Jack, Jill and Tanaka have entered the Virtual Barrier Reef Exhibition,
where "Nintendo" meets classroom. Before going into the environment, they
have to choose from several different experiential options: Jack picks
the "Marine Biologist," Jill picks the "Dolphin" and Tanaka the "Snorkeler."
When they put on their equipment mainly consisting of 3D shutter glasses, audio communication and other interactive devices, they enter the Dive Vehicle (motion simulator) that takes them on a small "journey" to the reef. The Immersion hatch opens and they exit into the main DOME [Fig. 1] finding themselves immersed in 20 meters (60 feet) of water. The main DOME [2] (15 m diameter x 15m high, 360o x 180o), enables them to see fish and other species swim about in 3D. They see a mix of autonomous fish, avatars and avatar guides that assist, guide and role-play. They hear soundscapes of the reef. They can also see 3 CAVEs [3]. They were told that the installation was directly linked to the real reef to affect the climatic conditions within the installation. The installation's environment was persistent, evolving and adapting just like the real reef.
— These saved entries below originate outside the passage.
//! Data models split into domain-specific modules.

pub mod auth;
pub mod user;

pub use auth::*;
pub use user::*;
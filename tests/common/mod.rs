//! In-process mock of the remote user API.

#![allow(dead_code)]

use axum::extract::{Path, Query, State};
use axum::http::{HeaderMap, StatusCode};
use axum::response::{IntoResponse, Response};
use axum::routing::{delete, post, put};
use axum::{Json, Router};
use parking_lot::Mutex;
use serde_json::{json, Value};
use std::collections::HashMap;
use std::sync::atomic::{AtomicBool, AtomicUsize, Ordering};
use std::sync::Arc;

use userdesk::config::Config;
use userdesk::session::MemorySessionStore;
use userdesk::Console;

pub const VALID_PASSWORD: &str = "cityslicka";
pub const TOKEN: &str = "QpwL5tke4Pnpja7X4";
pub const TOTAL_USERS: u64 = 12;

#[derive(Default)]
pub struct MockApi {
    pub login_calls: AtomicUsize,
    pub logout_calls: AtomicUsize,
    pub list_calls: AtomicUsize,
    pub create_calls: AtomicUsize,
    pub update_calls: AtomicUsize,
    pub delete_calls: AtomicUsize,
    pub requested_pages: Mutex<Vec<u32>>,
    pub seen_auth: Mutex<Vec<Option<String>>>,
    pub seen_api_keys: Mutex<Vec<Option<String>>>,
    pub reject_token: AtomicBool,
    pub fail_writes: AtomicBool,
    pub fail_logout: AtomicBool,
    pub omit_token: AtomicBool,
}

impl MockApi {
    pub fn calls(counter: &AtomicUsize) -> usize {
        counter.load(Ordering::SeqCst)
    }

    fn rejects(&self) -> bool {
        self.reject_token.load(Ordering::SeqCst)
    }

    fn record_headers(&self, headers: &HeaderMap) {
        let header = |name: &str| {
            headers
                .get(name)
                .and_then(|v| v.to_str().ok())
                .map(str::to_string)
        };
        self.seen_auth.lock().push(header("authorization"));
        self.seen_api_keys.lock().push(header("x-api-key"));
    }
}

fn user_json(id: u64) -> Value {
    json!({
        "id": id,
        "email": format!("user{}@reqres.in", id),
        "first_name": format!("First{}", id),
        "last_name": format!("Last{}", id),
        "avatar": format!("https://reqres.in/img/faces/{}-image.jpg", id),
    })
}

fn unauthorized() -> Response {
    (StatusCode::UNAUTHORIZED, Json(json!({"error": "invalid token"}))).into_response()
}

async fn login(State(api): State<Arc<MockApi>>, Json(body): Json<Value>) -> Response {
    api.login_calls.fetch_add(1, Ordering::SeqCst);

    if body["password"] != VALID_PASSWORD {
        return (StatusCode::BAD_REQUEST, Json(json!({"error": "user not found"}))).into_response();
    }
    if api.omit_token.load(Ordering::SeqCst) {
        // 200 with an empty body
        return StatusCode::OK.into_response();
    }
    (StatusCode::OK, Json(json!({"token": TOKEN}))).into_response()
}

async fn logout(State(api): State<Arc<MockApi>>) -> Response {
    api.logout_calls.fetch_add(1, Ordering::SeqCst);
    if api.rejects() {
        return unauthorized();
    }
    if api.fail_logout.load(Ordering::SeqCst) {
        return StatusCode::INTERNAL_SERVER_ERROR.into_response();
    }
    (StatusCode::OK, Json(json!({}))).into_response()
}

async fn list_users(
    State(api): State<Arc<MockApi>>,
    headers: HeaderMap,
    Query(query): Query<HashMap<String, String>>,
) -> Response {
    api.list_calls.fetch_add(1, Ordering::SeqCst);
    api.record_headers(&headers);

    if api.rejects() {
        return unauthorized();
    }

    let page: u32 = query.get("page").and_then(|p| p.parse().ok()).unwrap_or(1);
    api.requested_pages.lock().push(page);

    let start = (u64::from(page) - 1) * 6 + 1;
    let data: Vec<Value> = (start..start + 6)
        .filter(|id| *id <= TOTAL_USERS)
        .map(user_json)
        .collect();

    Json(json!({
        "page": page,
        "per_page": 6,
        "total": TOTAL_USERS,
        "total_pages": 2,
        "data": data,
    }))
    .into_response()
}

async fn create_user(State(api): State<Arc<MockApi>>, Json(mut body): Json<Value>) -> Response {
    api.create_calls.fetch_add(1, Ordering::SeqCst);
    if api.rejects() {
        return unauthorized();
    }
    if api.fail_writes.load(Ordering::SeqCst) {
        return StatusCode::INTERNAL_SERVER_ERROR.into_response();
    }
    body["id"] = json!("731");
    body["createdAt"] = json!("2024-01-01T00:00:00.000Z");
    (StatusCode::CREATED, Json(body)).into_response()
}

async fn update_user(
    State(api): State<Arc<MockApi>>,
    Path(_id): Path<u64>,
    Json(mut body): Json<Value>,
) -> Response {
    api.update_calls.fetch_add(1, Ordering::SeqCst);
    if api.rejects() {
        return unauthorized();
    }
    if api.fail_writes.load(Ordering::SeqCst) {
        return StatusCode::INTERNAL_SERVER_ERROR.into_response();
    }
    body["updatedAt"] = json!("2024-01-01T00:00:00.000Z");
    Json(body).into_response()
}

async fn delete_user(State(api): State<Arc<MockApi>>, Path(_id): Path<u64>) -> Response {
    api.delete_calls.fetch_add(1, Ordering::SeqCst);
    if api.rejects() {
        return unauthorized();
    }
    if api.fail_writes.load(Ordering::SeqCst) {
        return StatusCode::INTERNAL_SERVER_ERROR.into_response();
    }
    StatusCode::NO_CONTENT.into_response()
}

/// Start the mock on an ephemeral port and return its API base URL.
pub async fn spawn(api: Arc<MockApi>) -> String {
    let app = Router::new()
        .route("/api/login", post(login))
        .route("/api/logout", post(logout))
        .route("/api/users", axum::routing::get(list_users).post(create_user))
        .route("/api/users/:id", put(update_user))
        .route("/api/delete/:id", delete(delete_user))
        .with_state(api);

    let listener = tokio::net::TcpListener::bind("127.0.0.1:0").await.unwrap();
    let addr = listener.local_addr().unwrap();
    tokio::spawn(async move {
        axum::serve(listener, app).await.unwrap();
    });

    format!("http://{}/api/", addr)
}

pub struct Harness {
    pub api: Arc<MockApi>,
    pub session: Arc<MemorySessionStore>,
    pub console: Console,
}

pub async fn harness() -> Harness {
    harness_with(|_| {}).await
}

pub async fn harness_with(tweak: impl FnOnce(&mut Config)) -> Harness {
    let api = Arc::new(MockApi::default());
    let base_url = spawn(Arc::clone(&api)).await;

    let mut config = Config::default();
    config.api.base_url = base_url;
    config.api.timeout_secs = 5;
    tweak(&mut config);

    let session = Arc::new(MemorySessionStore::new());
    let console = Console::new(config, session.clone()).unwrap();

    Harness {
        api,
        session,
        console,
    }
}

/// A harness that is already logged in.
pub async fn logged_in() -> Harness {
    let h = harness().await;
    h.console
        .auth()
        .login(&userdesk::models::Credentials::new("eve.holt@reqres.in", VALID_PASSWORD))
        .await
        .unwrap();
    h
}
Jack finds a school of fish that holds his interest, and points to it using the "laser wand" pointer on top of his Dive Panel. The panel displays the information about the fish, life habits, predators, eating, mating habits, etc. Then, a big grouper swims to him (guide avatar) and engages him in a conversation about the reef. A dolphin joins in and he finds out its Jill, and they are able to communicate together through the group communication channel with their headsets.
Tanaka finds an autonomous fish guide and several descriptor icons floating nearby. He selects the Japanese version. He inserts his smart card in the nearby stand, then experiments with the inter-related lives of the species inhabiting that community by moving the various avatars around with a Fish data Glove. At one point a mythical aboriginal character swims by and heads for one of the CAVEs. At the warning beep on each of their timers, Jill and Tanaka to return to the visitor's center. Jack extends his visit by buying more air directly through his smart card and Dive Panel. Once in the visitors' center, Jill and Tanaka insert their smart cards to get a color print out of their activities during their visit.
1.2 The Complex Architecture
The system is a large distributed network based upon proven, stable DOME and CAVE technologies. Similar reference models in which this project is based upon can be found in the past projects of NICE [4] and ROBOTIX: MARS MISSION [5].
The NICE project is a collaborative CAVE-based environment where 6 to 8 year old children, represented as avatars, collaboratively tend a persistent virtual garden. This highly graphical, immersive virtual space has primarily been designed for use in the CAVE, a multi-person, room-sized virtual reality system. As the CAVE supports multiple simultaneous physical users, a number of children can participate in the learning activities at the same time.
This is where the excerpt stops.